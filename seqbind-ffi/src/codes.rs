// Call code bit patterns and descriptor derivation.
//
// A call site is (descriptor, code). Codes are pure functions of declaration
// order: the caller and callee halves are generated separately and agree only
// because both apply these rules to the same model.
//
// Within a struct/interface descriptor the low byte tags the member kind and
// the upper bits carry the member's declared index:
//
//   field i getter   (i << 8) | 0x0f
//   field i setter   (i << 8) | 0x1f
//   method j         (j << 8) | 0x0c
//
// Free functions live under the package descriptor and count from 1.

/// Low-byte tag of a field getter code.
pub const FIELD_GET_TAG: i32 = 0x0f;
/// Low-byte tag of a field setter code.
pub const FIELD_SET_TAG: i32 = 0x1f;
/// Low-byte tag of a method code.
pub const METHOD_TAG: i32 = 0x0c;
/// Mask selecting the tag byte.
pub const TAG_MASK: i32 = 0xff;
/// Code of the first free function in a package.
pub const FIRST_FUNC_CODE: i32 = 1;
/// Largest member index that still fits a positive `i32` code.
pub const MAX_MEMBER_INDEX: u32 = (1 << 23) - 1;

/// Kind of member addressed by a struct/interface code.
#[derive(Clone, Copy, Debug, PartialEq, Eq)]
pub enum MemberKind {
    FieldGet,
    FieldSet,
    Method,
}

const fn member_code(index: u32, tag: i32) -> Option<i32> {
    if index > MAX_MEMBER_INDEX {
        None
    } else {
        Some(((index as i32) << 8) | tag)
    }
}

/// Getter code of the field at declared position `index`.
pub const fn field_get_code(index: u32) -> Option<i32> {
    member_code(index, FIELD_GET_TAG)
}

/// Setter code of the field at declared position `index`.
pub const fn field_set_code(index: u32) -> Option<i32> {
    member_code(index, FIELD_SET_TAG)
}

/// Code of the method at declared position `index`.
pub const fn method_code(index: u32) -> Option<i32> {
    member_code(index, METHOD_TAG)
}

/// Code of the free function at declared position `index` (0-based).
pub const fn func_code(index: u32) -> Option<i32> {
    if index >= i32::MAX as u32 {
        None
    } else {
        Some(index as i32 + FIRST_FUNC_CODE)
    }
}

/// Split a member code back into (kind, declared index).
pub fn decode_member_code(code: i32) -> Option<(MemberKind, u32)> {
    if code < 0 {
        return None;
    }
    let kind = match code & TAG_MASK {
        FIELD_GET_TAG => MemberKind::FieldGet,
        FIELD_SET_TAG => MemberKind::FieldSet,
        METHOD_TAG => MemberKind::Method,
        _ => return None,
    };
    Some((kind, (code >> 8) as u32))
}

/// Descriptor of a package's free functions.
pub fn package_descriptor(package: &str) -> String {
    package.to_string()
}

/// Descriptor of a struct's or interface's members.
pub fn type_descriptor(package: &str, type_name: &str) -> String {
    format!("{package}.{type_name}")
}

#[cfg(test)]
mod tests {
    use super::*;

    #[test]
    fn member_codes_match_documented_layout() {
        assert_eq!(field_get_code(0), Some(0x00f));
        assert_eq!(field_set_code(0), Some(0x01f));
        assert_eq!(field_get_code(1), Some(0x10f));
        assert_eq!(field_set_code(1), Some(0x11f));
        assert_eq!(method_code(0), Some(0x00c));
        assert_eq!(method_code(1), Some(0x10c));
    }

    #[test]
    fn member_kinds_never_collide() {
        for i in 0..64u32 {
            for j in 0..64u32 {
                let get = field_get_code(i).unwrap();
                let set = field_set_code(i).unwrap();
                let m = method_code(j).unwrap();
                assert_ne!(get, m);
                assert_ne!(set, m);
                assert_ne!(get, field_set_code(j).unwrap());
            }
        }
    }

    #[test]
    fn decode_inverts_encode() {
        assert_eq!(decode_member_code(0x30f), Some((MemberKind::FieldGet, 3)));
        assert_eq!(decode_member_code(0x21f), Some((MemberKind::FieldSet, 2)));
        assert_eq!(decode_member_code(0x10c), Some((MemberKind::Method, 1)));
        assert_eq!(decode_member_code(0x105), None);
    }

    #[test]
    fn out_of_range_index_is_rejected() {
        assert!(method_code(MAX_MEMBER_INDEX).is_some());
        assert!(method_code(MAX_MEMBER_INDEX + 1).is_none());
        assert!(method_code(MAX_MEMBER_INDEX).unwrap() > 0);
    }

    #[test]
    fn func_codes_start_at_one() {
        assert_eq!(func_code(0), Some(1));
        assert_eq!(func_code(8), Some(9));
    }

    #[test]
    fn descriptors() {
        assert_eq!(package_descriptor("testpkg"), "testpkg");
        assert_eq!(type_descriptor("testpkg", "S"), "testpkg.S");
    }
}
use std::sync::Arc;

use axum::{
    extract::{Path, State},
    http::StatusCode,
    response::{IntoResponse, Response},
    routing::{get, post},
    Json, Router,
};
use serde_json::json;

use super::domain::LiaAnswers;
use super::draft::LiaDraftAnswers;
use super::error::LiaError;
use super::repository::{AssessmentId, AssessmentRepository, RepositoryError};
use super::service::{DecisionRequest, LiaAssessmentService, LiaServiceError, NewAssessment};

/// Router builder exposing scoring and assessment endpoints.
pub fn lia_router<R>(service: Arc<LiaAssessmentService<R>>) -> Router
where
    R: AssessmentRepository + 'static,
{
    Router::new()
        .route("/api/v1/lia/evaluate", post(evaluate_handler::<R>))
        .route("/api/v1/lia/preview", post(preview_handler::<R>))
        .route("/api/v1/lia/assessments", post(create_handler::<R>))
        .route(
            "/api/v1/lia/assessments/:assessment_id",
            get(fetch_handler::<R>),
        )
        .route(
            "/api/v1/lia/assessments/:assessment_id/decision",
            post(decision_handler::<R>),
        )
        .with_state(service)
}

pub(crate) async fn evaluate_handler<R>(
    State(service): State<Arc<LiaAssessmentService<R>>>,
    Json(answers): Json<LiaAnswers>,
) -> Response
where
    R: AssessmentRepository + 'static,
{
    match service.evaluate(&answers) {
        Ok(result) => (StatusCode::OK, Json(result)).into_response(),
        Err(error) => error_response(error),
    }
}

pub(crate) async fn preview_handler<R>(
    State(service): State<Arc<LiaAssessmentService<R>>>,
    Json(answers): Json<LiaDraftAnswers>,
) -> Response
where
    R: AssessmentRepository + 'static,
{
    match service.preview_answers(&answers) {
        Ok(preview) => (StatusCode::OK, Json(preview)).into_response(),
        Err(error) => error_response(error),
    }
}

pub(crate) async fn create_handler<R>(
    State(service): State<Arc<LiaAssessmentService<R>>>,
    Json(request): Json<NewAssessment>,
) -> Response
where
    R: AssessmentRepository + 'static,
{
    match service.create(request) {
        Ok(assessment) => (StatusCode::CREATED, Json(assessment.view())).into_response(),
        Err(error) => error_response(error),
    }
}

pub(crate) async fn fetch_handler<R>(
    State(service): State<Arc<LiaAssessmentService<R>>>,
    Path(assessment_id): Path<String>,
) -> Response
where
    R: AssessmentRepository + 'static,
{
    match service.get(&AssessmentId(assessment_id)) {
        Ok(assessment) => (StatusCode::OK, Json(assessment.view())).into_response(),
        Err(error) => error_response(error),
    }
}

pub(crate) async fn decision_handler<R>(
    State(service): State<Arc<LiaAssessmentService<R>>>,
    Path(assessment_id): Path<String>,
    Json(request): Json<DecisionRequest>,
) -> Response
where
    R: AssessmentRepository + 'static,
{
    match service.record_decision(&AssessmentId(assessment_id), request) {
        Ok(assessment) => (StatusCode::OK, Json(assessment.view())).into_response(),
        Err(error) => error_response(error),
    }
}

fn error_response(error: LiaServiceError) -> Response {
    let status = match &error {
        LiaServiceError::Assessment(_)
        | LiaServiceError::MissingProcessingActivity
        | LiaServiceError::MissingDecisionOwner => StatusCode::UNPROCESSABLE_ENTITY,
        LiaServiceError::Repository(RepositoryError::NotFound) => StatusCode::NOT_FOUND,
        LiaServiceError::Repository(RepositoryError::Conflict) => StatusCode::CONFLICT,
        LiaServiceError::Repository(RepositoryError::Unavailable(_)) => {
            StatusCode::INTERNAL_SERVER_ERROR
        }
    };

    let payload = match &error {
        LiaServiceError::Assessment(LiaError::InvalidInput { field, .. }) => json!({
            "error": error.to_string(),
            "field": field,
        }),
        _ => json!({ "error": error.to_string() }),
    };

    (status, Json(payload)).into_response()
}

#### [Try it]
Once you reach the line containing "<< 8) | 0x1f", include it and stop; until then, reproduce each line of the listing from its start exactly.

#### [Answer]
filename seqbind-ffi/src/codes.rs
// Call code bit patterns and descriptor derivation.
//
// A call site is (descriptor, code). Codes are pure functions of declaration
// order: the caller and callee halves are generated separately and agree only
// because both apply these rules to the same model.
//
// Within a struct/interface descriptor the low byte tags the member kind and
// the upper bits carry the member's declared index:
//
//   field i getter   (i << 8) | 0x0f
//   field i setter   (i << 8) | 0x1f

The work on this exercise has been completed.